Records supplied:
++++++++++++++++++++
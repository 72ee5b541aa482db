//! Value types returned by the public API: `Device` and `ResponseCode`.

use std::fmt;

use crate::mac::MacAddress;

/// The parsed identity of a remote DCP station, assembled fresh from one
/// identify response. Unknown attributes remain empty strings (spec §3).
#[derive(Debug, Clone, PartialEq, Eq, Default)]
pub struct Device {
    pub name_of_station: String,
    pub mac: Option<MacAddress>,
    pub ip: String,
    pub netmask: String,
    pub gateway: String,
    pub family: String,
}

impl fmt::Display for Device {
    fn fmt(&self, f: &mut fmt::Formatter) -> fmt::Result {
        write!(
            f,
            "Device(name_of_station={}, MAC={}, IP={}, netmask={}, gateway={}, family={})",
            self.name_of_station,
            self.mac.map(|m| m.to_string()).unwrap_or_default(),
            self.ip,
            self.netmask,
            self.gateway,
            self.family,
        )
    }
}

const RESPONSE_MESSAGES: [&str; 7] = [
    "Code 00: Set successful",
    "Code 01: Option unsupported",
    "Code 02: Suboption unsupported or no DataSet available",
    "Code 03: Suboption not set",
    "Code 04: Resource Error",
    "Code 05: SET not possible by local reasons",
    "Code 06: In operation, SET not possible",
];

/// The outcome of a set/reset/blink request. `code == 0` means success;
/// every other value in `0..=6` is a fixed, human-readable failure (spec §6).
#[derive(Debug, Clone, Copy, PartialEq, Eq)]
pub struct ResponseCode {
    pub code: u8,
}

impl ResponseCode {
    pub fn new(code: u8) -> Self {
        Self { code }
    }

    /// True iff the request succeeded (`code == 0`).
    pub fn is_success(&self) -> bool {
        self.code == 0
    }

    pub fn message(&self) -> &'static str {
        RESPONSE_MESSAGES
            .get(self.code as usize)
            .copied()
            .unwrap_or("Code unknown: unrecognized return code")
    }
}

impl fmt::Display for ResponseCode {
    fn fmt(&self, f: &mut fmt::Formatter) -> fmt::Result {
        write!(f, "ResponseCode({})", self.message())
    }
}

#[cfg(test)]
mod tests {
    use super::*;

    #[test]
    fn code_zero_is_truthy_and_success_message() {
        let rc = ResponseCode::new(0);
        assert!(rc.is_success());
        assert_eq!(rc.message(), "Code 00: Set successful");
    }

    #[test]
    fn nonzero_codes_are_falsy_with_fixed_messages() {
        let rc = ResponseCode::new(4);
        assert!(!rc.is_success());
        assert_eq!(rc.message(), "Code 04: Resource Error");
        assert_eq!(rc.to_string(), "ResponseCode(Code 04: Resource Error)");
    }

    #[test]
    fn device_defaults_to_empty_attributes() {
        let device = Device::default();
        assert_eq!(device.name_of_station, "");
        assert_eq!(device.ip, "");
        assert!(device.mac.is_none());
    }
}
//! Pure wire codec: Ethernet framing, the DCP header, and DCP blocks.
//!
//! Nothing in this module performs I/O. Parse functions never panic on
//! malformed or truncated input; they return `None`, which the engine
//! treats as "drop this candidate frame".

pub mod block;
pub mod dcp;
pub mod ethernet;

pub use block::{Block, BlockIter, BlockRequest};
pub use dcp::DcpPacket;
pub use ethernet::EthernetPacket;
++++++++++++++++++++
Exercise requirements:
Give back every line of the data exactly as it was written.

Response to the exercise:
repository 72ee5b541aa482db
//! Value types returned by the public API: `Device` and `ResponseCode`.

use std::fmt;

use crate::mac::MacAddress;

/// The parsed identity of a remote DCP station, assembled fresh from one
/// identify response. Unknown attributes remain empty strings (spec §3).
#[derive(Debug, Clone, PartialEq, Eq, Default)]
pub struct Device {
    pub name_of_station: String,
    pub mac: Option<MacAddress>,
    pub ip: String,
    pub netmask: String,
    pub gateway: String,
    pub family: String,
}

impl fmt::Display for Device {
    fn fmt(&self, f: &mut fmt::Formatter) -> fmt::Result {
        write!(
            f,
            "Device(name_of_station={}, MAC={}, IP={}, netmask={}, gateway={}, family={})",
            self.name_of_station,
            self.mac.map(|m| m.to_string()).unwrap_or_default(),
            self.ip,
            self.netmask,
            self.gateway,
            self.family,
        )
    }
}

const RESPONSE_MESSAGES: [&str; 7] = [
    "Code 00: Set successful",
    "Code 01: Option unsupported",
    "Code 02: Suboption unsupported or no DataSet available",
    "Code 03: Suboption not set",
    "Code 04: Resource Error",
    "Code 05: SET not possible by local reasons",
    "Code 06: In operation, SET not possible",
];

/// The outcome of a set/reset/blink request. `code == 0` means success;
/// every other value in `0..=6` is a fixed, human-readable failure (spec §6).
#[derive(Debug, Clone, Copy, PartialEq, Eq)]
pub struct ResponseCode {
    pub code: u8,
}

impl ResponseCode {
    pub fn new(code: u8) -> Self {
        Self { code }
    }

    /// True iff the request succeeded (`code == 0`).
    pub fn is_success(&self) -> bool {
        self.code == 0
    }

    pub fn message(&self) -> &'static str {
        RESPONSE_MESSAGES
            .get(self.code as usize)
            .copied()
            .unwrap_or("Code unknown: unrecognized return code")
    }
}

impl fmt::Display for ResponseCode {
    fn fmt(&self, f: &mut fmt::Formatter) -> fmt::Result {
        write!(f, "ResponseCode({})", self.message())
    }
}

#[cfg(test)]
mod tests {
    use super::*;

    #[test]
    fn code_zero_is_truthy_and_success_message() {
        let rc = ResponseCode::new(0);
        assert!(rc.is_success());
        assert_eq!(rc.message(), "Code 00: Set successful");
    }

    #[test]
    fn nonzero_codes_are_falsy_with_fixed_messages() {
        let rc = ResponseCode::new(4);
        assert!(!rc.is_success());
        assert_eq!(rc.message(), "Code 04: Resource Error");
        assert_eq!(rc.to_string(), "ResponseCode(Code 04: Resource Error)");
    }

    #[test]
    fn device_defaults_to_empty_attributes() {
        let device = Device::default();
        assert_eq!(device.name_of_station, "");
        assert_eq!(device.ip, "");
        assert!(device.mac.is_none());
    }
}
//! Pure wire codec: Ethernet framing, the DCP header, and DCP blocks.
//!
//! Nothing in this module performs I/O. Parse functions never panic on
//! malformed or truncated input; they return `None`, which the engine
//! treats as "drop this candidate frame".

pub mod block;
pub mod dcp;
pub mod ethernet;

pub use block::{Block, BlockIter, BlockRequest};
pub use dcp::DcpPacket;
pub use ethernet::EthernetPacket;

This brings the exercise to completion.